Reputation: 35
I have a peculiar requirement to denormalize data like below:
Source dataframe: Key, item_desc
Target dataframe: Key, item_desc1, item_desc2, item_desc3, item_desc4
for every 4 records on source dataframe I should create one record on target dataframe.
source data:
Key, item_desc
1, desc1
1, desc2
1, desc3
1, desc4
1, desc5
1, desc6
target data:
key, item_desc1, item_desc2, item_desc3, item_desc4
1, desc1, desc2, desc3, desc4
1, desc5, desc6
Can anyone guide me on how to write this code?
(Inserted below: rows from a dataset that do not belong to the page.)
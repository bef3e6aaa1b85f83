//! Common types shared across Conclave crates.
//!
//! This crate holds the error taxonomy every stage reports through, the
//! caller-supplied conversation history, and the agent roles and drafts
//! that flow between pipeline stages.

pub mod agent;
pub mod error;
pub mod message;

pub use agent::{AgentResult, AgentRole, combine_drafts};
pub use error::{ConclaveError, Result, model_service_summary};
pub use message::{ConversationTurn, HISTORY_WINDOW, render_history};
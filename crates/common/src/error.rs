//! Error types for Conclave.

use thiserror::Error;

#[derive(Error, Debug)]
pub enum ConclaveError {
    /// Transport failures, timeouts, rate limits and non-success statuses
    /// reported by the generation backend.
    #[error("Model service error: {0}")]
    ModelService(String),

    /// The model answered, but the answer did not satisfy the structured
    /// contract it was asked for.
    #[error("Schema validation error: {reason}")]
    SchemaValidation { raw: String, reason: String },

    #[error("Configuration error: {0}")]
    Config(String),

    #[error("Agent error: {0}")]
    Agent(String),

    #[error("Serialization error: {0}")]
    Serialization(#[from] serde_json::Error),
}

impl ConclaveError {
    pub fn schema_validation(raw: impl Into<String>, reason: impl Into<String>) -> Self {
        Self::SchemaValidation {
            raw: raw.into(),
            reason: reason.into(),
        }
    }

    /// Stable machine-readable code for this error kind.
    pub fn kind(&self) -> &'static str {
        match self {
            Self::ModelService(_) => "MODEL_SERVICE_ERROR",
            Self::SchemaValidation { .. } => "SCHEMA_VALIDATION_ERROR",
            Self::Config(_) => "CONFIGURATION_ERROR",
            Self::Agent(_) => "AGENT_ERROR",
            Self::Serialization(_) => "SERIALIZATION_ERROR",
        }
    }

    /// Whether the generation backend reported a timeout.
    ///
    /// Only the summary before the first `:` is inspected; anything after it
    /// is provider detail such as a response body.
    pub fn is_timeout(&self) -> bool {
        let Self::ModelService(msg) = self else {
            return false;
        };
        model_service_summary(msg).to_lowercase().contains("timed out")
    }
}

/// The part of a model-service message written by the adapter itself.
pub fn model_service_summary(msg: &str) -> &str {
    msg.split_once(':').map_or(msg, |(summary, _)| summary)
}

pub type Result<T> = std::result::Result<T, ConclaveError>;

#[cfg(test)]
mod tests {
    use super::*;

    #[test]
    fn kinds_are_distinct_per_failure_class() {
        let service = ConclaveError::ModelService("503 Service Unavailable".into());
        let schema = ConclaveError::schema_validation("not json", "expected value");
        let config = ConclaveError::Config("GEMINI_API_KEY is not set".into());

        assert_eq!(service.kind(), "MODEL_SERVICE_ERROR");
        assert_eq!(schema.kind(), "SCHEMA_VALIDATION_ERROR");
        assert_eq!(config.kind(), "CONFIGURATION_ERROR");
    }

    #[test]
    fn schema_validation_keeps_raw_text() {
        let err = ConclaveError::schema_validation("{\"pass\": maybe}", "expected bool");
        match err {
            ConclaveError::SchemaValidation { raw, reason } => {
                assert_eq!(raw, "{\"pass\": maybe}");
                assert_eq!(reason, "expected bool");
            }
            other => panic!("unexpected error: {other:?}"),
        }
    }

    #[test]
    fn timeout_detection_only_applies_to_model_service() {
        assert!(
            ConclaveError::ModelService("Gemini request timed out after 100ms".into()).is_timeout()
        );
        assert!(!ConclaveError::ModelService("Gemini API error 500".into()).is_timeout());
        assert!(!ConclaveError::Agent("timed out".into()).is_timeout());
    }

    #[test]
    fn timeout_text_in_a_response_body_is_ignored() {
        let err = ConclaveError::ModelService(
            "Gemini API error 400 Bad Request: {\"message\": \"upstream timed out\"}".into(),
        );
        assert!(!err.is_timeout());
    }
}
I have done a sample code to do it on scala like below:
var l = (1 to 102).toList
var n = ""
var j = 1
for (i <- l){
n = n + l(j) + ","
if (j%4 == 0) {
println(n)
n = ""
}
if (j+1 == l.size) println(n)
j = j+1
}
But, I should apply this logic to dataframe/rdd/list.
Please help me on this!
Upvotes: 3
Views: 2078
Reputation: 35229
You could try something like this:
import org.apache.spark.sql.expressions._
import org.apache.spark.sql.functions._
val w = Window.partitionBy("key").orderBy("item_desc")
val df = Seq(
(1, "desc1"), (1, "desc2"), (1, "desc3"),
(1, "desc4"), (1, "desc5"), (1, "desc6")
).toDF("key", "item_desc")
df
// Add sequential id for group 0 .. n - 1
.withColumn("id", row_number.over(w) - 1)
// Add row group id
.withColumn("group_id", floor($"id" / 4))
// Add column group id
.withColumn("column_id", concat(lit("item_desc"), $"id" % 4))
.groupBy("key", "group_id")
.pivot("column_id")
.agg(first("item_desc"))
.drop("group_id").show
// +---+----------+----------+----------+----------+
// |key|item_desc0|item_desc1|item_desc2|item_desc3|
// +---+----------+----------+----------+----------+
// | 1| desc1| desc2| desc3| desc4|
// | 1| desc5| desc6| null| null|
// +---+----------+----------+----------+----------+
but unless number of values associated with a single key is small, it won't scale well, so use at your own risk.
Upvotes: 2